The Church teaches that Christ’s resurrection is the fulfilment of the promises both of the Old Testament and of Jesus, writes Cathal Barry
By means of touch and the sharing of a meal, the Church holds that the risen Jesus establishes direct contact with his disciples. He invites them in this way, according to the Church, to recognise that he is not a ghost and above all to verify that the risen body in which he appears to them is the same body that had been tortured and crucified, for it still bears the traces of his Passion.

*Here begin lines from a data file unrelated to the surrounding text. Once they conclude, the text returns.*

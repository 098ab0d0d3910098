//! Copyright © 2025-2026 Wenze Wei. All Rights Reserved.
//!
//! This file is part of Opal Guard.
//! The Opal Guard project belongs to the Dunimd Team.
//!
//! Licensed under the Apache License, Version 2.0 (the "License");
//! You may not use this file except in compliance with the License.
//! You may obtain a copy of the License at
//!
//!     http://www.apache.org/licenses/LICENSE-2.0
//!
//! Unless required by applicable law or agreed to in writing, software
//! distributed under the License is distributed on an "AS IS" BASIS,
//! WITHOUT WARRANTIES OR CONDITIONS OF ANY KIND, either express or implied.
//! See the License for the specific language governing permissions and
//! limitations under the License.

use std::path::Path;

use serde::{Deserialize, Serialize};

use crate::errors::{OpalError, Result};
use crate::passes::pass_names;

/// Configuration for [`OpalValidator`](crate::engine::OpalValidator).
///
/// Every field has a default, so a config file only needs to name what it
/// changes. Loaded configs are always passed through [`check`](Self::check).
#[derive(Clone, Debug, PartialEq, Eq, Serialize, Deserialize)]
#[serde(default, deny_unknown_fields)]
pub struct OpalValidatorConfig {
    /// Maximum number of pipeline stages.
    pub max_stages: usize,
    /// Maximum delimiter nesting depth.
    pub max_nesting_depth: usize,
    /// Maximum lookalike names offered with an unknown verb or function.
    pub max_suggestions: usize,
    /// How many times the pass sequence may run. `1` applies each pass once;
    /// larger values repeat until a full round fires nothing.
    pub pass_rounds: usize,
    /// Names of built-in passes to skip.
    pub disabled_passes: Vec<String>,
}

impl Default for OpalValidatorConfig {
    fn default() -> Self {
        OpalValidatorConfig {
            max_stages: 20,
            max_nesting_depth: 10,
            max_suggestions: 5,
            pass_rounds: 1,
            disabled_passes: Vec::new(),
        }
    }
}

impl OpalValidatorConfig {
    pub fn from_json_str(source: &str) -> Result<Self> {
        let config: OpalValidatorConfig = serde_json::from_str(source)?;
        config.check()?;
        Ok(config)
    }

    pub fn from_yaml_str(source: &str) -> Result<Self> {
        let config: OpalValidatorConfig = serde_yaml::from_str(source)?;
        config.check()?;
        Ok(config)
    }

    /// Loads a config file, choosing the format from its extension.
    pub fn from_file(path: &Path) -> Result<Self> {
        let content = std::fs::read_to_string(path)?;

        let extension = path
            .extension()
            .and_then(|e| e.to_str())
            .unwrap_or("")
            .to_lowercase();

        let config = match extension.as_str() {
            "json" => Self::from_json_str(&content)?,
            "yaml" | "yml" => Self::from_yaml_str(&content)?,
            other => {
                return Err(OpalError::config(format!(
                    "unsupported config extension '{other}' for {}",
                    path.display()
                )))
            }
        };
        log::info!("loaded validator config from {}", path.display());
        Ok(config)
    }

    /// Rejects zero bounds and unknown pass names.
    pub fn check(&self) -> Result<()> {
        if self.max_stages == 0 {
            return Err(OpalError::config("max_stages must be at least 1"));
        }
        if self.max_nesting_depth == 0 {
            return Err(OpalError::config("max_nesting_depth must be at least 1"));
        }
        if self.pass_rounds == 0 {
            return Err(OpalError::config("pass_rounds must be at least 1"));
        }
        let known = pass_names();
        if let Some(unknown) = self
            .disabled_passes
            .iter()
            .find(|name| !known.contains(&name.as_str()))
        {
            return Err(OpalError::config(format!(
                "unknown pass '{unknown}' in disabled_passes (known: {})",
                known.join(", ")
            )));
        }
        Ok(())
    }
}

Yet at the same time, according to Church teaching, this “authentic, real body” possesses the new properties of a “glorious body: not limited by space and time but able to be present how and when he wills; for Christ’s humanity can no longer be confined to earth and belongs henceforth only to the Father’s divine realm”.
Lazarus
Christ’s resurrection, the Church teaches, was not a return to earthly life, as was the case with the raisings from the dead that he had performed before Easter: Jairus’ daughter, the young man of Naim, Lazarus. These actions were miraculous events, but the persons miraculously raised returned by Jesus’ power to ordinary earthly life. At some particular moment they would die again.

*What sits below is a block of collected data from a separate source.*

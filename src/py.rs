//! Copyright © 2025-2026 Wenze Wei. All Rights Reserved.
//!
//! This file is part of Opal Guard.
//! The Opal Guard project belongs to the Dunimd Team.
//!
//! Licensed under the Apache License, Version 2.0 (the "License");
//! You may not use this file except in compliance with the License.
//! You may obtain a copy of the License at
//!
//!     http://www.apache.org/licenses/LICENSE-2.0
//!
//! Unless required by applicable law or agreed to in writing, software
//! distributed under the License is distributed on an "AS IS" BASIS,
//! WITHOUT WARRANTIES OR CONDITIONS OF ANY KIND, either express or implied.
//! See the License for the specific language governing permissions and
//! limitations under the License.

//! # Python Bindings Module
//!
//! This module exposes the validator to the Python query-execution service:
//! - `validate(query, time_window=None)` for one-off calls
//! - `OpalValidator` for a validator built from a JSON or YAML config
//! - `OpalMetrics` for process-wide validation counters
//!
//! ## Usage Example
//!
//! ```python
//! import opal_guard
//!
//! result = opal_guard.validate('filter timestamp > @"1 hour ago" | sort -count', "1h")
//! if result.is_valid:
//!     run(result.effective_query(query))
//!     notes = result.explanation()
//! else:
//!     raise ValueError(result.error_message)
//! ```

#[cfg(feature = "pyo3")]
pub mod py {
    use pyo3::prelude::*;
    use std::sync::atomic::{AtomicU64, Ordering};
    use std::time::Instant;

    use crate::config::OpalValidatorConfig;
    use crate::engine::OpalValidator;
    use crate::result::OpalValidationResult;

    static GLOBAL_START_TIME: std::sync::OnceLock<Instant> = std::sync::OnceLock::new();
    static GLOBAL_TOTAL_QUERIES: AtomicU64 = AtomicU64::new(0);
    static GLOBAL_INVALID_QUERIES: AtomicU64 = AtomicU64::new(0);
    static GLOBAL_FIXED_QUERIES: AtomicU64 = AtomicU64::new(0);
    static GLOBAL_TRANSFORMATIONS: AtomicU64 = AtomicU64::new(0);

    fn get_start_time() -> Instant {
        *GLOBAL_START_TIME.get_or_init(Instant::now)
    }

    fn record_result(result: &OpalValidationResult) {
        get_start_time();
        GLOBAL_TOTAL_QUERIES.fetch_add(1, Ordering::Relaxed);
        if !result.is_valid {
            GLOBAL_INVALID_QUERIES.fetch_add(1, Ordering::Relaxed);
        }
        if result.was_transformed() {
            GLOBAL_FIXED_QUERIES.fetch_add(1, Ordering::Relaxed);
        }
        GLOBAL_TRANSFORMATIONS.fetch_add(result.transformations.len() as u64, Ordering::Relaxed);
    }

    fn to_py_err(err: crate::errors::OpalError) -> PyErr {
        pyo3::exceptions::PyValueError::new_err(err.to_string())
    }

    // =============================================================================
    // ValidationResult
    // =============================================================================

    /// Python wrapper for a validation verdict.
    #[pyclass(name = "ValidationResult")]
    #[derive(Clone)]
    pub struct OpalValidationResultPy {
        pub inner: OpalValidationResult,
    }

    #[pymethods]
    impl OpalValidationResultPy {
        #[getter(is_valid)]
        fn is_valid(&self) -> bool {
            self.inner.is_valid
        }

        #[getter(transformed_query)]
        fn transformed_query(&self) -> Option<String> {
            self.inner.transformed_query.clone()
        }

        #[getter(transformations)]
        fn transformations(&self) -> Vec<String> {
            self.inner.transformations.clone()
        }

        #[getter(error_message)]
        fn error_message(&self) -> Option<String> {
            self.inner.error_message.clone()
        }

        fn effective_query(&self, original: &str) -> String {
            self.inner.effective_query(original).to_string()
        }

        fn explanation(&self) -> String {
            self.inner.explanation()
        }

        fn to_json(&self) -> PyResult<String> {
            serde_json::to_string(&self.inner)
                .map_err(|e| pyo3::exceptions::PyValueError::new_err(e.to_string()))
        }

        fn __repr__(&self) -> String {
            format!(
                "ValidationResult(is_valid={}, transformations={})",
                self.inner.is_valid,
                self.inner.transformations.len()
            )
        }
    }

    // =============================================================================
    // OpalValidator
    // =============================================================================

    /// Python wrapper for a configured validator.
    #[pyclass(name = "OpalValidator")]
    pub struct OpalValidatorPy {
        inner: OpalValidator,
    }

    #[pymethods]
    impl OpalValidatorPy {
        #[new]
        #[pyo3(signature = (config=None))]
        fn new(config: Option<&str>) -> PyResult<Self> {
            let config = match config {
                Some(source) => OpalValidatorConfig::from_json_str(source).map_err(to_py_err)?,
                None => OpalValidatorConfig::default(),
            };
            Ok(Self {
                inner: OpalValidator::new(config).map_err(to_py_err)?,
            })
        }

        #[staticmethod]
        fn from_yaml(source: &str) -> PyResult<Self> {
            let config = OpalValidatorConfig::from_yaml_str(source).map_err(to_py_err)?;
            Ok(Self {
                inner: OpalValidator::new(config).map_err(to_py_err)?,
            })
        }

        #[pyo3(signature = (query, time_window=None))]
        fn validate(&self, query: &str, time_window: Option<&str>) -> OpalValidationResultPy {
            let inner = self.inner.validate(query, time_window);
            record_result(&inner);
            OpalValidationResultPy { inner }
        }

        #[pyo3(signature = (queries, time_window=None))]
        fn validate_batch(
            &self,
            queries: Vec<String>,
            time_window: Option<&str>,
        ) -> Vec<OpalValidationResultPy> {
            self.inner
                .validate_batch(&queries, time_window)
                .into_iter()
                .map(|inner| {
                    record_result(&inner);
                    OpalValidationResultPy { inner }
                })
                .collect()
        }

        fn pass_names(&self) -> Vec<&'static str> {
            self.inner.pipeline().names()
        }

        fn __repr__(&self) -> String {
            format!("OpalValidator(passes={})", self.inner.pipeline().names().len())
        }
    }

    // =============================================================================
    // OpalMetrics - Runtime metrics
    // =============================================================================

    /// Process-wide validation counters.
    #[pyclass]
    pub struct OpalMetrics {
        uptime_seconds: u64,
        total_queries: u64,
        invalid_queries: u64,
        fixed_queries: u64,
        transformations: u64,
    }

    fn snapshot() -> OpalMetrics {
        OpalMetrics {
            uptime_seconds: get_start_time().elapsed().as_secs(),
            total_queries: GLOBAL_TOTAL_QUERIES.load(Ordering::Relaxed),
            invalid_queries: GLOBAL_INVALID_QUERIES.load(Ordering::Relaxed),
            fixed_queries: GLOBAL_FIXED_QUERIES.load(Ordering::Relaxed),
            transformations: GLOBAL_TRANSFORMATIONS.load(Ordering::Relaxed),
        }
    }

    #[pymethods]
    impl OpalMetrics {
        #[new]
        fn new() -> Self {
            snapshot()
        }

        fn refresh(&mut self) {
            *self = snapshot();
        }

        fn reset(&mut self) {
            GLOBAL_TOTAL_QUERIES.store(0, Ordering::Relaxed);
            GLOBAL_INVALID_QUERIES.store(0, Ordering::Relaxed);
            GLOBAL_FIXED_QUERIES.store(0, Ordering::Relaxed);
            GLOBAL_TRANSFORMATIONS.store(0, Ordering::Relaxed);
            *self = snapshot();
        }

        #[getter(uptime_seconds)]
        fn uptime_seconds(&self) -> u64 {
            self.uptime_seconds
        }

        #[getter(total_queries)]
        fn total_queries(&self) -> u64 {
            self.total_queries
        }

        #[getter(invalid_queries)]
        fn invalid_queries(&self) -> u64 {
            self.invalid_queries
        }

        #[getter(fixed_queries)]
        fn fixed_queries(&self) -> u64 {
            self.fixed_queries
        }

        #[getter(transformations)]
        fn transformations(&self) -> u64 {
            self.transformations
        }

        fn __repr__(&self) -> String {
            format!(
                "OpalMetrics(queries={}, invalid={}, fixed={})",
                self.total_queries, self.invalid_queries, self.fixed_queries
            )
        }
    }

    // =============================================================================
    // Module functions
    // =============================================================================

    /// Validates `query` with the default configuration.
    #[pyfunction]
    #[pyo3(signature = (query, time_window=None))]
    fn validate(query: &str, time_window: Option<&str>) -> OpalValidationResultPy {
        let inner = crate::engine::validate(query, time_window);
        record_result(&inner);
        OpalValidationResultPy { inner }
    }

    #[pymodule]
    pub fn opal_guard(m: &Bound<'_, PyModule>) -> PyResult<()> {
        m.add_class::<OpalValidationResultPy>()?;
        m.add_class::<OpalValidatorPy>()?;
        m.add_class::<OpalMetrics>()?;
        m.add_function(wrap_pyfunction!(validate, m)?)?;

        m.add("__version__", env!("CARGO_PKG_VERSION"))?;
        m.add("__author__", "Dunimd Team")?;
        m.add("__license__", "Apache-2.0")?;

        Ok(())
    }
}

Christ’s resurrection, however, is essentially different. The Church teaches that in his risen body he passes from the state of death to another life beyond time and space. The Church holds that, at his resurrection, Jesus’ body is filled with the power of the Holy Spirit. He shares the divine life in his glorious state, so that St Paul can say that Christ is “the man of heaven” (1 Cor 15:35-50).
The Catechism states that although the resurrection was an historical event that could be verified by the sign of the empty tomb and by the reality of the apostles’ encounters with the risen Christ, “still it remains at the very heart of the mystery of faith as something that transcends and surpasses history… This is why the risen Christ does not reveal himself to the world, but to his disciples,” it says.

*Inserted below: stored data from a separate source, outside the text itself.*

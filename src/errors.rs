//! Copyright © 2025-2026 Wenze Wei. All Rights Reserved.
//!
//! This file is part of Opal Guard.
//! The Opal Guard project belongs to the Dunimd Team.
//!
//! Licensed under the Apache License, Version 2.0 (the "License");
//! You may not use this file except in compliance with the License.
//! You may obtain a copy of the License at
//!
//!     http://www.apache.org/licenses/LICENSE-2.0
//!
//! Unless required by applicable law or agreed to in writing, software
//! distributed under the License is distributed on an "AS IS" BASIS,
//! WITHOUT WARRANTIES OR CONDITIONS OF ANY KIND, either express or implied.
//! See the License for the specific language governing permissions and
//! limitations under the License.

//! # Opal Guard Error Module
//!
//! This module defines the error types used throughout Opal Guard.
//!
//! ## Error Categories
//!
//! - **Structural**: Unbalanced parentheses, brackets, braces or quotes
//! - **Complexity**: Stage count or nesting depth above the configured bound
//! - **UnknownVerb**: A stage begins with an identifier that is not a verb
//! - **UnknownFunction**: A call names a function that does not exist
//! - **Config**: Invalid validator configuration
//! - **Io**: Filesystem errors while loading configuration
//! - **Serde**: Serialization/deserialization errors
//! - **Internal**: Unexpected internal failures
//!
//! The first four are query verdicts. Their `Display` text is what callers
//! receive in `ValidationResult::error_message`, so it is written for the
//! author of the query rather than for an operator reading logs.

use std::io;

use serde::{Deserialize, Serialize};
use thiserror::Error;

/// Convenience result type used throughout Opal Guard.
pub type Result<T> = std::result::Result<T, OpalError>;

/// Canonical error enumeration for Opal Guard.
#[derive(Clone, Debug, Error, Serialize, Deserialize, PartialEq, Eq)]
pub enum OpalError {
    /// Unbalanced delimiters or quotes.
    #[error("{message}")]
    Structural { message: String },

    /// Query exceeds a fixed complexity bound.
    #[error("{message}")]
    Complexity { message: String },

    /// A stage's leading identifier is not a recognized verb.
    #[error("Unknown verb '{verb}' at stage {stage}.{}", suggestion_suffix(.suggestions))]
    UnknownVerb {
        verb: String,
        stage: usize,
        suggestions: Vec<String>,
    },

    /// A call identifier is not a recognized function.
    #[error("Unknown function '{function}'.{}", function_suffix(.hint, .suggestions))]
    UnknownFunction {
        function: String,
        hint: Option<String>,
        suggestions: Vec<String>,
    },

    /// Invalid validator configuration.
    #[error("config error: {message}")]
    Config { message: String },

    /// Errors originating from filesystem IO.
    #[error("io error: {0}")]
    Io(String),

    /// Wrapper for serde-style serialization issues.
    #[error("serialization error: {0}")]
    Serde(String),

    /// Catch-all variant for unexpected situations.
    #[error("internal error: {0}")]
    Internal(String),
}

fn suggestion_suffix(suggestions: &[String]) -> String {
    if suggestions.is_empty() {
        String::new()
    } else {
        format!(" Did you mean: {}?", suggestions.join(", "))
    }
}

fn function_suffix(hint: &Option<String>, suggestions: &[String]) -> String {
    match hint {
        Some(hint) => format!(" {hint}"),
        None => suggestion_suffix(suggestions),
    }
}

impl From<io::Error> for OpalError {
    fn from(err: io::Error) -> Self {
        OpalError::Io(err.to_string())
    }
}

impl From<serde_json::Error> for OpalError {
    fn from(err: serde_json::Error) -> Self {
        OpalError::Serde(err.to_string())
    }
}

impl From<serde_yaml::Error> for OpalError {
    fn from(err: serde_yaml::Error) -> Self {
        OpalError::Serde(err.to_string())
    }
}

impl OpalError {
    /// Helper to construct structural errors.
    pub fn structural<T: Into<String>>(message: T) -> Self {
        OpalError::Structural {
            message: message.into(),
        }
    }

    /// Helper to construct complexity errors.
    pub fn complexity<T: Into<String>>(message: T) -> Self {
        OpalError::Complexity {
            message: message.into(),
        }
    }

    /// Helper to construct configuration errors.
    pub fn config<T: Into<String>>(message: T) -> Self {
        OpalError::Config {
            message: message.into(),
        }
    }

    /// Helper to construct internal errors.
    pub fn internal<T: Into<String>>(message: T) -> Self {
        OpalError::Internal(message.into())
    }

    /// Whether this error is a verdict on the query rather than a failure of
    /// the validator itself.
    pub fn is_query_error(&self) -> bool {
        matches!(
            self,
            OpalError::Structural { .. }
                | OpalError::Complexity { .. }
                | OpalError::UnknownVerb { .. }
                | OpalError::UnknownFunction { .. }
        )
    }
}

Christ’s resurrection, according to the Church, is an object of faith in that it is a transcendent intervention of God himself in creation and history. “In it the three divine persons act together as one, and manifest their own proper characteristics,” the Catechism teaches.
The Church teaches that the Father’s power “raised up” Christ his Son and by doing so perfectly introduced his Son’s humanity, including his body, into the Trinity.
As for the Son, the Church holds that he effects his own resurrection by virtue of his divine power. Jesus announces that the Son of Man will have to suffer much, die and then rise (Mk 8:31).
The resurrection above all constitutes the confirmation of all Christ’s works and teachings, the Catechism states.
“All truths, even those most inaccessible to human reason, find their justification if Christ by his resurrection has given the definitive proof of his divine authority, which he had promised,” it teaches.
The Church teaches that Christ’s resurrection is the fulfilment of the promises both of the Old Testament and of Jesus himself during his earthly life. The phrase “in accordance with the Scriptures” indicates that Christ’s resurrection fulfilled these predictions.